When an Inspiring Writer is an Avowed Racist: The Latest Art-Committed Life Newsletter

What to do when the author who inspired Stephen King and Ridley Scott admired Hitler for his commitment to the purity of the Aryan race? I explore the topic of 20th Century speculative fiction writer H.P. Lovecraft and how to wrestle with his legacy in the 21st Century in my latest Art-Committed Life newsletter.

I also:

  • Provide a brief insight (inspired by Matt Bell) on eliminating unnecessary words in your prose, and
  • Wrap up my thoughts on a frequent topic from this year, plotters vs. pantsters.

I hope you enjoy the latest issue of The Art-Committed Life Newsletter, which as always contains musings for creatives (in particular creative writers). You can subscribe to future issues on my website.

3 thoughts on “When an Inspiring Writer is an Avowed Racist: The Latest Art-Committed Life Newsletter

  1. Great newsletter! Thanks for the link to the post on hunting weasel words. I’m always amazed at how many of those darn things sneak into my prose.

    I enjoyed your article on Lovecraft. I tried to read him back in high school, when I became a huge Stephen King fan, read Danse Macabre, and decided that if Steve liked Lovecraft, then I had to like Lovecraft. Spoiler alert: I did not like Lovecraft. I knew nothing about his views and was far too sheltered and obtuse to pick up on them from his work. I just found him boooorrrriiiinnnngggg.
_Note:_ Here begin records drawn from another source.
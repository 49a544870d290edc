pub mod connections;
pub mod jobs;
pub mod models;
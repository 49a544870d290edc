use axum::Json;
use jobwire_core::catalog::{ModelInfo, MODELS};

use crate::response::DataResponse;

/// GET /api/v1/models
pub async fn list_models() -> Json<DataResponse<&'static [ModelInfo]>> {
    Json(DataResponse { data: MODELS })
}
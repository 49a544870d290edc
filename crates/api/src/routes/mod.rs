pub mod health;
pub mod jobs;

use axum::routing::get;
use axum::Router;

use crate::handlers;
use crate::state::AppState;
use crate::ws;

/// Build the `/api/v1` route tree.
///
/// ```text
/// /ws                     WebSocket (subscribe / unsubscribe / ping)
/// /ws/stats               live connection and subscription counts
///
/// /jobs                   list, submit
/// /jobs/{id}              get
/// /jobs/{id}/retry        retry a failed job (POST)
///
/// /models                 selectable analysis models
/// ```
pub fn api_routes() -> Router<AppState> {
    Router::new()
        .route("/ws", get(ws::ws_handler))
        .route("/ws/stats", get(handlers::connections::connection_stats))
        .nest("/jobs", jobs::router())
        .route("/models", get(handlers::models::list_models))
}
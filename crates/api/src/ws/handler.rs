use std::sync::Arc;

use axum::extract::ws::{Message, WebSocket, WebSocketUpgrade};
use axum::extract::State;
use axum::response::IntoResponse;
use futures::{SinkExt, StreamExt};

use crate::state::AppState;
use crate::ws::manager::WsManager;
use crate::ws::observer::{send_message, Observer};
use crate::ws::protocol::{ClientMessage, ServerMessage};
use crate::ws::registry::SubscriptionRegistry;

/// HTTP handler that upgrades the connection to WebSocket.
pub async fn ws_handler(ws: WebSocketUpgrade, State(state): State<AppState>) -> impl IntoResponse {
    ws.on_upgrade(move |socket| handle_socket(socket, state.ws_manager, state.registry))
}

/// Manage a single WebSocket connection after upgrade.
///
/// Splits the socket into a sink (outbound) and stream (inbound), then:
///   1. Registers the connection with `WsManager`.
///   2. Spawns a sender task that forwards queued frames to the sink.
///   3. Dispatches inbound control messages on the current task.
///   4. Cleans up once, whatever ended the receive loop.
async fn handle_socket(
    socket: WebSocket,
    ws_manager: Arc<WsManager>,
    registry: Arc<SubscriptionRegistry>,
) {
    let conn_id = uuid::Uuid::new_v4().to_string();
    tracing::info!(conn_id = %conn_id, "WebSocket connected");

    let (ws_observer, mut rx) = ws_manager.add(conn_id.clone()).await;
    let observer: Arc<dyn Observer> = ws_observer.clone();

    let (mut sink, mut stream) = socket.split();

    let sender_conn_id = conn_id.clone();
    let send_task = tokio::spawn(async move {
        while let Some(msg) = rx.recv().await {
            if sink.send(msg).await.is_err() {
                tracing::debug!(conn_id = %sender_conn_id, "WebSocket sink closed");
                break;
            }
        }
    });

    while let Some(result) = stream.next().await {
        match result {
            Ok(Message::Text(text)) => handle_text_frame(text.as_str(), &observer, &registry).await,
            Ok(Message::Close(_)) => break,
            Ok(Message::Pong(_)) => {
                tracing::trace!(conn_id = %conn_id, "Pong received");
            }
            // Binary frames carry nothing we understand; transport pings are
            // answered by axum.
            Ok(_) => {}
            Err(e) => {
                tracing::debug!(conn_id = %conn_id, error = %e, "WebSocket receive error");
                break;
            }
        }
    }

    ws_observer.close();
    let removed = registry.remove_observer_everywhere(&conn_id).await;
    ws_manager.remove(&conn_id).await;
    send_task.abort();
    tracing::info!(conn_id = %conn_id, subscriptions = removed, "WebSocket disconnected");
}

/// Apply one inbound text frame for `observer`.
///
/// Malformed frames are logged and dropped; the connection stays open.
pub async fn handle_text_frame(
    text: &str,
    observer: &Arc<dyn Observer>,
    registry: &SubscriptionRegistry,
) {
    let message = match ClientMessage::parse(text) {
        Ok(message) => message,
        Err(e) => {
            tracing::debug!(conn_id = %observer.id(), error = %e, "Dropping malformed frame");
            return;
        }
    };

    match message {
        ClientMessage::Subscribe { job_id } => {
            let job_id = job_id.trim();
            if job_id.is_empty() {
                send_message(
                    observer.as_ref(),
                    &ServerMessage::Error {
                        job_id: None,
                        message: "job_id must not be empty".into(),
                    },
                );
                return;
            }
            if registry.subscribe(job_id, observer).await {
                tracing::debug!(conn_id = %observer.id(), job_id = %job_id, "Subscribed");
            }
            send_message(
                observer.as_ref(),
                &ServerMessage::Subscribed {
                    job_id: job_id.to_string(),
                },
            );
        }
        ClientMessage::Unsubscribe { job_id } => {
            let job_id = job_id.trim();
            if registry.unsubscribe(job_id, observer.id()).await {
                tracing::debug!(conn_id = %observer.id(), job_id = %job_id, "Unsubscribed");
            }
        }
        ClientMessage::Ping => send_message(observer.as_ref(), &ServerMessage::Pong),
    }
}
    I find it a tough call when someone whose work I admire turns out to have said or done awful things. I’d like to say I think carefully through each situation and make a principled decision, but I don’t. Sometimes the artist’s behavior is enough to keep me from enjoying the work, and sometimes it isn’t. Humans are complex, and few if any are entirely good or entirely evil. But the ratio sure does vary from person to person, and sometimes the evil crowds out the good–and the work.

    I’ve rambled enough here, but thank you for making me think about this topic again.

    Liked by 1 person

    1. Thanks for the feedback. I only recently finished going through my manuscript on the weasel word search. It was painful, but at least as I got further into the list the appearances were fewer, and more of them were reasonable. So it became a bit less depressing.

      Also thanks for your thoughts on the main article, and you weren’t rambling. Like me you have a good out in that you found Lovecraft boring as well. It is probably a case-by-case basis how to react to an author about which you are passionate. A corollary: When I was young I was obsessed with Woody Allen. I had seen every one of his movies and could quote many by heart. I also discovered he wrote humorous essays and read every one of them. After he ran off with his adopted daughter, however, that was it for me. I couldn’t watch him or his movies without getting angry and disgusted. A recent documentary revealed far worse things about him, and I feel vindicated in turning away from his work.

      I will say that from a craft perspective I learned one thing from Lovecraft. In his later works he got better at building suspense (hard to do when he’s always telling it first person looking back into the past, so you know the narrator is okay). He did a great job of slowing down at the most tense moments, prolonging the suspense. I went and edited the climax of my novel-in-progress to heighten the tension and feel I improved it. So we can always learn something from other writers, I suppose!

      Liked by 1 person

      1. Fortunately I never got into Woody Allen, but my whole family loved Bill Cosby—until we learned he’s a rapist. It was not fun explaining to my then-middle-school-aged son why I didn’t find Cosby funny anymore. The guy was a comedic genius, but some actions are heinous enough to spoil even the most brilliant work.